WHAT IS NEEDED
From the listing below, copy only the lines running from the line that contains "to the codec." to the line that contains "and the buffer engine.", both included.
-=-=-=-=-
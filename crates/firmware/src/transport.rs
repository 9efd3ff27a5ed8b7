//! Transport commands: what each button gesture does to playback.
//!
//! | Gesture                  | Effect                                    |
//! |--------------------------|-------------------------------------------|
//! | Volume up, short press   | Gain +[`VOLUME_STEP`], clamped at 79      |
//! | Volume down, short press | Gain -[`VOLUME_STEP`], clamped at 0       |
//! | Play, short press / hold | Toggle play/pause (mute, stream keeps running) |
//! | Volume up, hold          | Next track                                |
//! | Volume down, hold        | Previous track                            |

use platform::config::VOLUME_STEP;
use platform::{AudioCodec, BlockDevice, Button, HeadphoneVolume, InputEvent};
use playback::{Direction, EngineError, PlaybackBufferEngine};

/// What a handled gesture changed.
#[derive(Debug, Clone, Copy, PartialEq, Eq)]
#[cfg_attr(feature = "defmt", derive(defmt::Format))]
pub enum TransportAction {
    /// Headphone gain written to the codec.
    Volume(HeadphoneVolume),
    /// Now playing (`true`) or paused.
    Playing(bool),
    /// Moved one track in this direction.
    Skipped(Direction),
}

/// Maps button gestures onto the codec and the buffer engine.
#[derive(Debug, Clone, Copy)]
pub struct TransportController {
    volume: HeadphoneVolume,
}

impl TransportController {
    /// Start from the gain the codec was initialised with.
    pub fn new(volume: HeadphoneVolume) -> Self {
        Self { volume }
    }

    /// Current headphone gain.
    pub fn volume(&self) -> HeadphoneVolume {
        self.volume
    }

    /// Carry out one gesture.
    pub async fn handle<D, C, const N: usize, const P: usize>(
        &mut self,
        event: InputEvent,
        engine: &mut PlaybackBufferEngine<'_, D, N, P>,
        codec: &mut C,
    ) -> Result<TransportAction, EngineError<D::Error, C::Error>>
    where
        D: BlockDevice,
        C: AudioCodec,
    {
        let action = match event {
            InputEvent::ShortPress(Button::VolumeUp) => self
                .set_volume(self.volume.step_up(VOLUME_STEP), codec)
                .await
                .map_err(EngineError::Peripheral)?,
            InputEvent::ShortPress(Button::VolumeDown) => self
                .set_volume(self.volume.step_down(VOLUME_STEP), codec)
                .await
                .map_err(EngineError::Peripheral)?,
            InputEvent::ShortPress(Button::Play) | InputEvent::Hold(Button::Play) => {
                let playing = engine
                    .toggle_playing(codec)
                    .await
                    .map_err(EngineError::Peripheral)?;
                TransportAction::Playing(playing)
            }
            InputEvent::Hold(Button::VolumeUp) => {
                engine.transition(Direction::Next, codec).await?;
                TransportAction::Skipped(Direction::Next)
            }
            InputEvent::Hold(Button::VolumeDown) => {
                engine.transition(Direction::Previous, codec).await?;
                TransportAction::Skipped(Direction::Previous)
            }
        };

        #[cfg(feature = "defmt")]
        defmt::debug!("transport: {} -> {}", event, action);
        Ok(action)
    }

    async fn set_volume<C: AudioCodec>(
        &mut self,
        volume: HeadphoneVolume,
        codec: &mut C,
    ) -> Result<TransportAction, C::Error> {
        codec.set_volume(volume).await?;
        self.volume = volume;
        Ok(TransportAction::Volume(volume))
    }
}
-=-=-=-=-
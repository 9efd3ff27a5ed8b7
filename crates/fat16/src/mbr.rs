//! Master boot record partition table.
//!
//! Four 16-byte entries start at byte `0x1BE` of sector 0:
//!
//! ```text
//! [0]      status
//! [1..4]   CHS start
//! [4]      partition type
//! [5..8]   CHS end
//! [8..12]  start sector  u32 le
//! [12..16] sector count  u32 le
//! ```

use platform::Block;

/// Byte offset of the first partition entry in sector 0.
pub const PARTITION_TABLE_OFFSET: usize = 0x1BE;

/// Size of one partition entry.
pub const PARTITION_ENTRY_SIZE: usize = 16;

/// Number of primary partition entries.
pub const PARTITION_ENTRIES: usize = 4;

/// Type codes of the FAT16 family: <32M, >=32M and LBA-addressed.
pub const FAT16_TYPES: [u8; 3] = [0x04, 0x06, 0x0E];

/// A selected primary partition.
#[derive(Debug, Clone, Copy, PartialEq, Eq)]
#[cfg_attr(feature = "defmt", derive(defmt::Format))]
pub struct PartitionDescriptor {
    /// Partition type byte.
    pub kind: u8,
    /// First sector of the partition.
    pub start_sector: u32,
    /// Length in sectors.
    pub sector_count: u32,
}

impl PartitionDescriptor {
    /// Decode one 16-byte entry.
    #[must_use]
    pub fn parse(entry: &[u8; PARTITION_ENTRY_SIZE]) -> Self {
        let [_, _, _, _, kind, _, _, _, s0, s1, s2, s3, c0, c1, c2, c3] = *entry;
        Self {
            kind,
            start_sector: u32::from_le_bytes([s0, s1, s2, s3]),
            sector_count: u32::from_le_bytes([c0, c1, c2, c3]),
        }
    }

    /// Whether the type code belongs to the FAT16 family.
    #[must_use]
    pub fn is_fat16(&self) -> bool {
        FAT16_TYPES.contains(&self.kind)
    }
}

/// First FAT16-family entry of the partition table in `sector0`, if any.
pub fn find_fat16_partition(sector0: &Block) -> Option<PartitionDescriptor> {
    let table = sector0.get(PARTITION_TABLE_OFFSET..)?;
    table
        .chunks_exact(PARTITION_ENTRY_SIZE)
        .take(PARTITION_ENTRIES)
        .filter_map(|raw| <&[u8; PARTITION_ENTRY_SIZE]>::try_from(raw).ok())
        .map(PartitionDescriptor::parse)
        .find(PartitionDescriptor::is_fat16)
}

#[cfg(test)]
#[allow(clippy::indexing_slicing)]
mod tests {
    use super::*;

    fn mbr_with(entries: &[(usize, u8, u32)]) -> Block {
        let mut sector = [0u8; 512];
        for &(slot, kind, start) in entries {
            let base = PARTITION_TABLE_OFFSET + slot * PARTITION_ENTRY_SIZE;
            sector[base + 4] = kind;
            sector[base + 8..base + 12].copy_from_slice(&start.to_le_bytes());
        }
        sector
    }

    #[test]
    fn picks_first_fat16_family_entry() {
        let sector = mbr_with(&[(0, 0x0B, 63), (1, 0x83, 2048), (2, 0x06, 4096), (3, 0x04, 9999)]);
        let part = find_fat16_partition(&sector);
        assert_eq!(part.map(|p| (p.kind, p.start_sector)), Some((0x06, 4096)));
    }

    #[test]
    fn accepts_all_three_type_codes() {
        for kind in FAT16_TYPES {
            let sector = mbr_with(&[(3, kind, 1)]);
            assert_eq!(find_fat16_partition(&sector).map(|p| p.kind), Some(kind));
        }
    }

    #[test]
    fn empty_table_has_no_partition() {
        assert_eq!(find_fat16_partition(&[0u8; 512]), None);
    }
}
-=-=-=-=-
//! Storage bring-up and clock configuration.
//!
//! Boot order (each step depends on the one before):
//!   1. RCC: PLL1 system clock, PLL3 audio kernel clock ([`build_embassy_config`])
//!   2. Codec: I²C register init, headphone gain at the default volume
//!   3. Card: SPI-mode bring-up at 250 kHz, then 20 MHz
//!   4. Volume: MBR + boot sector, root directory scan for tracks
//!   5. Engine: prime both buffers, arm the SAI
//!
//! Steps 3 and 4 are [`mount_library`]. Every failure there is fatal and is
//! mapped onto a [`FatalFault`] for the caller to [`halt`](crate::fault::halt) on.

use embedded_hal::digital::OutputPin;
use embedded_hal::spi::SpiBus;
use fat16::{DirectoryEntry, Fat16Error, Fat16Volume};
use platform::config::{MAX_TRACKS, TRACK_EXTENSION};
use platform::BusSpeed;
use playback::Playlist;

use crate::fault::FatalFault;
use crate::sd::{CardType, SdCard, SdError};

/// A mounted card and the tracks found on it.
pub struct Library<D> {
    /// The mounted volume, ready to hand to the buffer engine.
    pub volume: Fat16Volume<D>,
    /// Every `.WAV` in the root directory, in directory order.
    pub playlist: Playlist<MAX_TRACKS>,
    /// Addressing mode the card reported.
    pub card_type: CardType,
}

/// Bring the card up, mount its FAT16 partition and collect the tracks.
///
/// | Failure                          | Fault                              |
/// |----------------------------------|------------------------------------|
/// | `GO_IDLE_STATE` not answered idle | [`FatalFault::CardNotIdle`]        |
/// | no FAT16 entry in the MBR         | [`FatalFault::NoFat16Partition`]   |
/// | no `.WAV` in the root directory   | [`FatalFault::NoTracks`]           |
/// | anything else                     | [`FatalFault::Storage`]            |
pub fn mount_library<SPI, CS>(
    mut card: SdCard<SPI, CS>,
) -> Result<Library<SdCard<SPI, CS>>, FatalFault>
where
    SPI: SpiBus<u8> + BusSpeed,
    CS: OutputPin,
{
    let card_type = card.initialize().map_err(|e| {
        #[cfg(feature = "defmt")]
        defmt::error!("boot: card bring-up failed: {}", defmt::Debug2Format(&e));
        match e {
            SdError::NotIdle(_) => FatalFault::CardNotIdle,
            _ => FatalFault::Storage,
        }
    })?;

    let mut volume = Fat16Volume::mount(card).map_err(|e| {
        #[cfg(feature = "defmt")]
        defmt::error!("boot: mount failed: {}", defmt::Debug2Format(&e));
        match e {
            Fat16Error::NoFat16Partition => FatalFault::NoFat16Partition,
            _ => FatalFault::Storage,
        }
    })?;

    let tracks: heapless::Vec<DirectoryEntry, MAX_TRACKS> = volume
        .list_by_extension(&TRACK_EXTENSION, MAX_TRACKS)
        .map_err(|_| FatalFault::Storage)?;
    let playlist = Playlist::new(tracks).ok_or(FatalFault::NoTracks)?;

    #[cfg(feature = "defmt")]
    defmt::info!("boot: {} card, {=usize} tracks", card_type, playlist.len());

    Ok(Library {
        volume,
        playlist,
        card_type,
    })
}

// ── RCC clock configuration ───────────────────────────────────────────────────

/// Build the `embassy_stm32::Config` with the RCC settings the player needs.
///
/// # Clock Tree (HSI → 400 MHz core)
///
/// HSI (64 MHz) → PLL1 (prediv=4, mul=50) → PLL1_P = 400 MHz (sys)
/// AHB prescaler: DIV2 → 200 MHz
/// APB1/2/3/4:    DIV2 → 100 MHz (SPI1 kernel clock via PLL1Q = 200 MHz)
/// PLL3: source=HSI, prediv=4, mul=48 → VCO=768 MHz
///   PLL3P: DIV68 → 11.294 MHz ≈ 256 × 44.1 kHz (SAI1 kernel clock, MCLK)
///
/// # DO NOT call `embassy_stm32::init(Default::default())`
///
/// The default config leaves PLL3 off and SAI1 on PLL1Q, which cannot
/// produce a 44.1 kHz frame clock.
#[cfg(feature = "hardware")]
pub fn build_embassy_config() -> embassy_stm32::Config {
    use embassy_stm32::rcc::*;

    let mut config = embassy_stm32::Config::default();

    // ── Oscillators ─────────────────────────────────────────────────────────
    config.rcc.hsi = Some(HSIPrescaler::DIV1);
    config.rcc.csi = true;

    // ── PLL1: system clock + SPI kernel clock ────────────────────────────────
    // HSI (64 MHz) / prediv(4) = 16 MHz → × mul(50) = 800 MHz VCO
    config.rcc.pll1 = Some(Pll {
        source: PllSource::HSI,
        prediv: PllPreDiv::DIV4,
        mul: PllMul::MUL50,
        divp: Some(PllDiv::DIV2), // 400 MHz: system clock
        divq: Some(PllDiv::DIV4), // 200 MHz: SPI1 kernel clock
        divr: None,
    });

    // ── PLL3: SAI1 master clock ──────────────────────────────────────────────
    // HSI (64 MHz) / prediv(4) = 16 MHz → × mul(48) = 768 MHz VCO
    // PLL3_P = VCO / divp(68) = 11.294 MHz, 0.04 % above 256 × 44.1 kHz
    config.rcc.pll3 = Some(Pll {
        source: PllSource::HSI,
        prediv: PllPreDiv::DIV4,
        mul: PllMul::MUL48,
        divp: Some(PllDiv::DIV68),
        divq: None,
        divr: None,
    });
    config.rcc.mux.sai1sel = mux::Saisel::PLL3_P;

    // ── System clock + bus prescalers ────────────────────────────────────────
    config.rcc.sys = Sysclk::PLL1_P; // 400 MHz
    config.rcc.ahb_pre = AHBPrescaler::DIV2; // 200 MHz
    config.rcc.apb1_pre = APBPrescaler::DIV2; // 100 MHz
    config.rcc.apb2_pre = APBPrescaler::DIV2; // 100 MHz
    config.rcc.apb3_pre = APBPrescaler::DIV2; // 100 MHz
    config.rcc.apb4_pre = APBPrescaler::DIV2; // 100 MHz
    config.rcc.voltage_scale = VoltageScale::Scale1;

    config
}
-=-=-=-=-
WRITTEN ANSWER
    /// Headphone gain written to the codec.
    Volume(HeadphoneVolume),
    /// Now playing (`true`) or paused.
    Playing(bool),
    /// Moved one track in this direction.
    Skipped(Direction),
}

/// Maps button gestures onto the codec and the buffer engine.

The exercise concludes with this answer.